(Collected data)
____________

use std::cmp::Reverse;
use std::collections::HashMap;
use std::sync::Mutex;

use anyhow::Result;
use async_trait::async_trait;
use chrono::Utc;

use super::{OrderGuard, OrderStore, OrderUpdate};
use crate::common::{OrderId, PageParams, UserId};
use crate::domains::orders::models::{items_total, NewOrder, NewOrderItem, Order, OrderStatus};

/// Order store held in process memory.
///
/// The mutex is held only for the check-and-set itself; nothing awaits while
/// holding it.
#[derive(Default)]
pub struct MemoryOrderStore {
    orders: Mutex<HashMap<OrderId, Order>>,
}

impl MemoryOrderStore {
    pub fn new() -> Self {
        Self::default()
    }

    fn with_orders<R>(&self, f: impl FnOnce(&mut HashMap<OrderId, Order>) -> R) -> R {
        let mut orders = self.orders.lock().unwrap_or_else(|e| e.into_inner());
        f(&mut orders)
    }
}

fn newest_first(orders: &mut [Order]) {
    orders.sort_by_key(|o| Reverse((o.created_at, o.id)));
}

#[async_trait]
impl OrderStore for MemoryOrderStore {
    async fn insert(&self, order: NewOrder) -> Result<Order> {
        let now = Utc::now();
        let id = OrderId::new();
        let created = Order {
            id,
            client_id: order.client_id,
            restaurant_id: order.restaurant_id,
            courier_id: None,
            status: OrderStatus::Created,
            total: items_total(&order.items),
            payment_reference: String::new(),
            created_at: now,
            updated_at: now,
            items: order
                .items
                .into_iter()
                .map(|item| item.into_item(id))
                .collect(),
        };
        self.with_orders(|orders| orders.insert(id, created.clone()));
        Ok(created)
    }

    async fn find(&self, id: OrderId) -> Result<Option<Order>> {
        Ok(self.with_orders(|orders| orders.get(&id).cloned()))
    }

    async fn list_for_client(
        &self,
        client_id: UserId,
        status: Option<OrderStatus>,
        page: PageParams,
    ) -> Result<(Vec<Order>, i64)> {
        let mut matching: Vec<Order> = self.with_orders(|orders| {
            orders
                .values()
                .filter(|o| o.client_id == client_id)
                .filter(|o| status.map_or(true, |s| o.status == s))
                .cloned()
                .collect()
        });
        newest_first(&mut matching);

        let count = matching.len() as i64;
        let results = matching
            .into_iter()
            .skip(page.offset() as usize)
            .take(page.limit() as usize)
            .collect();
        Ok((results, count))
    }

    async fn list_claimable(&self, limit: i64) -> Result<Vec<Order>> {
        let mut claimable: Vec<Order> = self.with_orders(|orders| {
            orders
                .values()
                .filter(|o| o.courier_id.is_none() && OrderStatus::CLAIMABLE.contains(&o.status))
                .cloned()
                .collect()
        });
        newest_first(&mut claimable);
        claimable.truncate(limit.max(0) as usize);
        Ok(claimable)
    }

    async fn list_for_courier(
        &self,
        courier_id: UserId,
        statuses: &[OrderStatus],
    ) -> Result<Vec<Order>> {
        let mut assigned: Vec<Order> = self.with_orders(|orders| {
            orders
                .values()
                .filter(|o| o.courier_id == Some(courier_id) && statuses.contains(&o.status))
                .cloned()
                .collect()
        });
        assigned.sort_by_key(|o| (o.created_at, o.id));
        Ok(assigned)
    }

    async fn compare_and_set(
        &self,
        id: OrderId,
        guard: &OrderGuard,
        update: &OrderUpdate,
    ) -> Result<Option<Order>> {
        self.with_orders(|orders| {
            let Some(order) = orders.get_mut(&id) else {
                return Ok(None);
            };
            if !guard.admits(order) {
                return Ok(None);
            }
            update.apply(order, Utc::now())?;
            Ok(Some(order.clone()))
        })
    }

    async fn replace_items(
        &self,
        id: OrderId,
        guard: &OrderGuard,
        items: Vec<NewOrderItem>,
    ) -> Result<Option<Order>> {
        let total = items_total(&items);
        Ok(self.with_orders(|orders| {
            let order = orders.get_mut(&id).filter(|o| guard.admits(o))?;
            order.items = items.into_iter().map(|item| item.into_item(id)).collect();
            order.total = total;
            order.updated_at = Utc::now();
            Some(order.clone())
        }))
    }
}

#[cfg(test)]
mod tests {
    use super::*;
    use crate::common::{DishId, RestaurantId};
    use rust_decimal::Decimal;

    fn new_order(client_id: UserId) -> NewOrder {
        NewOrder {
            client_id,
            restaurant_id: RestaurantId::new(),
            items: vec![NewOrderItem {
                dish_id: DishId::new(),
                dish_name: "Borscht".to_string(),
                qty: 2,
                price_each: Decimal::new(450, 2),
            }],
        }
    }

    #[tokio::test]
    async fn test_insert_computes_total() {
        let store = MemoryOrderStore::new();
        let order = store.insert(new_order(UserId::new())).await.unwrap();

        assert_eq!(order.status, OrderStatus::Created);
        assert_eq!(order.total, Decimal::new(900, 2));
        assert_eq!(order.total, order.computed_total());
        assert!(order.courier_id.is_none());
    }

    #[tokio::test]
    async fn test_compare_and_set_respects_guard() {
        let store = MemoryOrderStore::new();
        let order = store.insert(new_order(UserId::new())).await.unwrap();

        let refused = store
            .compare_and_set(
                order.id,
                &OrderGuard::in_statuses(&[OrderStatus::Paid]),
                &OrderUpdate::status(OrderStatus::RestaurantConfirmed),
            )
            .await
            .unwrap();
        assert!(refused.is_none());

        let applied = store
            .compare_and_set(
                order.id,
                &OrderGuard::in_statuses(&[OrderStatus::Created]),
                &OrderUpdate::status(OrderStatus::Canceled),
            )
            .await
            .unwrap()
            .unwrap();
        assert_eq!(applied.status, OrderStatus::Canceled);
    }

    #[tokio::test]
    async fn test_compare_and_set_missing_order() {
        let store = MemoryOrderStore::new();
        let result = store
            .compare_and_set(
                OrderId::new(),
                &OrderGuard::any(),
                &OrderUpdate::status(OrderStatus::Paid),
            )
            .await
            .unwrap();
        assert!(result.is_none());
    }

    #[tokio::test]
    async fn test_list_for_client_pages_newest_first() {
        let store = MemoryOrderStore::new();
        let client = UserId::new();
        let mut ids = Vec::new();
        for _ in 0..5 {
            ids.push(store.insert(new_order(client)).await.unwrap().id);
        }
        store.insert(new_order(UserId::new())).await.unwrap();

        let (page, count) = store
            .list_for_client(client, None, PageParams::new(2, 2))
            .await
            .unwrap();

        assert_eq!(count, 5);
        let got: Vec<_> = page.iter().map(|o| o.id).collect();
        assert_eq!(got, vec![ids[2], ids[1]]);
    }

    #[tokio::test]
    async fn test_replace_items_recomputes_total() {
        let store = MemoryOrderStore::new();
        let order = store.insert(new_order(UserId::new())).await.unwrap();

        let items = vec![
            NewOrderItem {
                dish_id: DishId::new(),
                dish_name: "Pelmeni".to_string(),
                qty: 3,
                price_each: Decimal::new(333, 2),
            },
            NewOrderItem {
                dish_id: DishId::new(),
                dish_name: "Kvass".to_string(),
                qty: 1,
                price_each: Decimal::new(150, 2),
            },
        ];
        let updated = store
            .replace_items(order.id, &OrderGuard::any(), items)
            .await
            .unwrap()
            .unwrap();

        assert_eq!(updated.items.len(), 2);
        assert_eq!(updated.total, Decimal::new(1149, 2));
        assert_eq!(updated.total, updated.computed_total());
    }
}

____________

* _About this exercise_: Filter the entries down to the lines that include the string "contains".

* _Reply_:
                .filter(|o| o.courier_id.is_none() && OrderStatus::CLAIMABLE.contains(&o.status))
                .filter(|o| o.courier_id == Some(courier_id) && statuses.contains(&o.status))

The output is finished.